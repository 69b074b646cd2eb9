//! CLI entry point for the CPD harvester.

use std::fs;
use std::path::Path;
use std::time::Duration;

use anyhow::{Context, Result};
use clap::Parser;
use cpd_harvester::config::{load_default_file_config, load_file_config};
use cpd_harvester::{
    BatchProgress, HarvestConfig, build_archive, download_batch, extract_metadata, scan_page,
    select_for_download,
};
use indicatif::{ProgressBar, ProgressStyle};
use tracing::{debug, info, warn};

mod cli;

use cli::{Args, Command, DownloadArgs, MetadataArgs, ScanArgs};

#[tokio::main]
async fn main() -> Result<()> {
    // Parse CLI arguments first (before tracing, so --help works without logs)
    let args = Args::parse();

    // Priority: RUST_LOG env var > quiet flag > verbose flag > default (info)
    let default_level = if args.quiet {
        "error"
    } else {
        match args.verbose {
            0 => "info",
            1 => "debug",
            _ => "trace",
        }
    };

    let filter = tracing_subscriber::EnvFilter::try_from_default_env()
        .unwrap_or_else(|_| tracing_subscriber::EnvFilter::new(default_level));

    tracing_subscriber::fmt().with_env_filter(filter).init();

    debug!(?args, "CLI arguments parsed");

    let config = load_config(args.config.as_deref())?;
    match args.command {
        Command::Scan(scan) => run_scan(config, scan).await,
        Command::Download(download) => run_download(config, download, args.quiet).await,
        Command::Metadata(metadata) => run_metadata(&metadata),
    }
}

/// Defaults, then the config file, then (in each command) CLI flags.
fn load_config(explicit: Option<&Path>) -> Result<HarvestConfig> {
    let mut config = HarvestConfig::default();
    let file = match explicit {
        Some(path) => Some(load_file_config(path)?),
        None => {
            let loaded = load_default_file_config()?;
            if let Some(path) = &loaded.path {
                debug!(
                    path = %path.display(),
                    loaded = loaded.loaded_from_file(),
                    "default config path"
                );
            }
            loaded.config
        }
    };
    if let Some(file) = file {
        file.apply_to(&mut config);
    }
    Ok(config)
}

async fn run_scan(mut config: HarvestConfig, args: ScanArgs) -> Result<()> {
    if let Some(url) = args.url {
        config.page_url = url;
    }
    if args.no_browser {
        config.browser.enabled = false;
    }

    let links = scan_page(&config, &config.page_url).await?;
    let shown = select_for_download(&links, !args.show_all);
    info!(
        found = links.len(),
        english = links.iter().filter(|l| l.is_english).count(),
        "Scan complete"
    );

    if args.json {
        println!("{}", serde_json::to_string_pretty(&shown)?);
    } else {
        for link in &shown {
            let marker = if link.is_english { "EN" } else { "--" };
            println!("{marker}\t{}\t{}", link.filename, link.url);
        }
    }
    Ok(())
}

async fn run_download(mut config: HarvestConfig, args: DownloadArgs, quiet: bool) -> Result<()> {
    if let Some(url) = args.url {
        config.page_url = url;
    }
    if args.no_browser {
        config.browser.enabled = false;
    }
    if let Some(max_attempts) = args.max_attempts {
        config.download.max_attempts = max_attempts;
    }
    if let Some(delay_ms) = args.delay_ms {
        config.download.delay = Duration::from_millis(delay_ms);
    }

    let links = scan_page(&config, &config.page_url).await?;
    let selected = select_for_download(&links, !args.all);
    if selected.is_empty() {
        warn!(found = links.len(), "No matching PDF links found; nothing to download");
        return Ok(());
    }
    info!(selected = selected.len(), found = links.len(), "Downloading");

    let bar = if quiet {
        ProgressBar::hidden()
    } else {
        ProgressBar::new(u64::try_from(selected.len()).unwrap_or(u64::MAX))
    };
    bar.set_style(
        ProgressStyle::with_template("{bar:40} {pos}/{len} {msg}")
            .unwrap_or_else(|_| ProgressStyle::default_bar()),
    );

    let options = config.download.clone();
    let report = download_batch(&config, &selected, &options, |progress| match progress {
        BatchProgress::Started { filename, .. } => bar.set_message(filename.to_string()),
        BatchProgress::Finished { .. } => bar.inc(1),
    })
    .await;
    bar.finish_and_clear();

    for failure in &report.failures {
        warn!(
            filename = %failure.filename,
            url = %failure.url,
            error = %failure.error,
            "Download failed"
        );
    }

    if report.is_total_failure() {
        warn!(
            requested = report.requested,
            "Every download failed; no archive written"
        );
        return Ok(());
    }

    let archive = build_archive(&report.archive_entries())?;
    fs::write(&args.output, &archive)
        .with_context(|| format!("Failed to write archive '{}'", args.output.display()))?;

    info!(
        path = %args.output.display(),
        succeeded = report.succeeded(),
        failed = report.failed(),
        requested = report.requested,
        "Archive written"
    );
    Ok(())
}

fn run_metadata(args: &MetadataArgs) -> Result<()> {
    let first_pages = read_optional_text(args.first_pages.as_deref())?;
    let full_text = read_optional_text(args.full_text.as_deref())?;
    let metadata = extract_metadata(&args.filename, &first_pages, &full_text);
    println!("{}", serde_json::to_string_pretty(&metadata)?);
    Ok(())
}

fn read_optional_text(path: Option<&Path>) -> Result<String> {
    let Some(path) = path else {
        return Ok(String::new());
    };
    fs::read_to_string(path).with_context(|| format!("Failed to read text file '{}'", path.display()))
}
────────────────────
**How to complete this task**
Write the records out once more. Each line must match.

**Result**
repository 69b074b646cd2eb9
//! CLI entry point for the CPD harvester.

use std::fs;
use std::path::Path;
use std::time::Duration;

use anyhow::{Context, Result};
use clap::Parser;
use cpd_harvester::config::{load_default_file_config, load_file_config};
use cpd_harvester::{
    BatchProgress, HarvestConfig, build_archive, download_batch, extract_metadata, scan_page,
    select_for_download,
};
use indicatif::{ProgressBar, ProgressStyle};
use tracing::{debug, info, warn};

mod cli;

use cli::{Args, Command, DownloadArgs, MetadataArgs, ScanArgs};

#[tokio::main]
async fn main() -> Result<()> {
    // Parse CLI arguments first (before tracing, so --help works without logs)
    let args = Args::parse();

    // Priority: RUST_LOG env var > quiet flag > verbose flag > default (info)
    let default_level = if args.quiet {
        "error"
    } else {
        match args.verbose {
            0 => "info",
            1 => "debug",
            _ => "trace",
        }
    };

    let filter = tracing_subscriber::EnvFilter::try_from_default_env()
        .unwrap_or_else(|_| tracing_subscriber::EnvFilter::new(default_level));

    tracing_subscriber::fmt().with_env_filter(filter).init();

    debug!(?args, "CLI arguments parsed");

    let config = load_config(args.config.as_deref())?;
    match args.command {
        Command::Scan(scan) => run_scan(config, scan).await,
        Command::Download(download) => run_download(config, download, args.quiet).await,
        Command::Metadata(metadata) => run_metadata(&metadata),
    }
}

/// Defaults, then the config file, then (in each command) CLI flags.
fn load_config(explicit: Option<&Path>) -> Result<HarvestConfig> {
    let mut config = HarvestConfig::default();
    let file = match explicit {
        Some(path) => Some(load_file_config(path)?),
        None => {
            let loaded = load_default_file_config()?;
            if let Some(path) = &loaded.path {
                debug!(
                    path = %path.display(),
                    loaded = loaded.loaded_from_file(),
                    "default config path"
                );
            }
            loaded.config
        }
    };
    if let Some(file) = file {
        file.apply_to(&mut config);
    }
    Ok(config)
}

async fn run_scan(mut config: HarvestConfig, args: ScanArgs) -> Result<()> {
    if let Some(url) = args.url {
        config.page_url = url;
    }
    if args.no_browser {
        config.browser.enabled = false;
    }

    let links = scan_page(&config, &config.page_url).await?;
    let shown = select_for_download(&links, !args.show_all);
    info!(
        found = links.len(),
        english = links.iter().filter(|l| l.is_english).count(),
        "Scan complete"
    );

    if args.json {
        println!("{}", serde_json::to_string_pretty(&shown)?);
    } else {
        for link in &shown {
            let marker = if link.is_english { "EN" } else { "--" };
            println!("{marker}\t{}\t{}", link.filename, link.url);
        }
    }
    Ok(())
}

async fn run_download(mut config: HarvestConfig, args: DownloadArgs, quiet: bool) -> Result<()> {
    if let Some(url) = args.url {
        config.page_url = url;
    }
    if args.no_browser {
        config.browser.enabled = false;
    }
    if let Some(max_attempts) = args.max_attempts {
        config.download.max_attempts = max_attempts;
    }
    if let Some(delay_ms) = args.delay_ms {
        config.download.delay = Duration::from_millis(delay_ms);
    }

    let links = scan_page(&config, &config.page_url).await?;
    let selected = select_for_download(&links, !args.all);
    if selected.is_empty() {
        warn!(found = links.len(), "No matching PDF links found; nothing to download");
        return Ok(());
    }
    info!(selected = selected.len(), found = links.len(), "Downloading");

    let bar = if quiet {
        ProgressBar::hidden()
    } else {
        ProgressBar::new(u64::try_from(selected.len()).unwrap_or(u64::MAX))
    };
    bar.set_style(
        ProgressStyle::with_template("{bar:40} {pos}/{len} {msg}")
            .unwrap_or_else(|_| ProgressStyle::default_bar()),
    );

    let options = config.download.clone();
    let report = download_batch(&config, &selected, &options, |progress| match progress {
        BatchProgress::Started { filename, .. } => bar.set_message(filename.to_string()),
        BatchProgress::Finished { .. } => bar.inc(1),
    })
    .await;
    bar.finish_and_clear();

    for failure in &report.failures {
        warn!(
            filename = %failure.filename,
            url = %failure.url,
            error = %failure.error,
            "Download failed"
        );
    }

    if report.is_total_failure() {
        warn!(
            requested = report.requested,
            "Every download failed; no archive written"
        );
        return Ok(());
    }

    let archive = build_archive(&report.archive_entries())?;
    fs::write(&args.output, &archive)
        .with_context(|| format!("Failed to write archive '{}'", args.output.display()))?;

    info!(
        path = %args.output.display(),
        succeeded = report.succeeded(),
        failed = report.failed(),
        requested = report.requested,
        "Archive written"
    );
    Ok(())
}

fn run_metadata(args: &MetadataArgs) -> Result<()> {
    let first_pages = read_optional_text(args.first_pages.as_deref())?;
    let full_text = read_optional_text(args.full_text.as_deref())?;
    let metadata = extract_metadata(&args.filename, &first_pages, &full_text);
    println!("{}", serde_json::to_string_pretty(&metadata)?);
    Ok(())
}

fn read_optional_text(path: Option<&Path>) -> Result<String> {
    let Some(path) = path else {
        return Ok(String::new());
    };
    fs::read_to_string(path).with_context(|| format!("Failed to read text file '{}'", path.display()))
}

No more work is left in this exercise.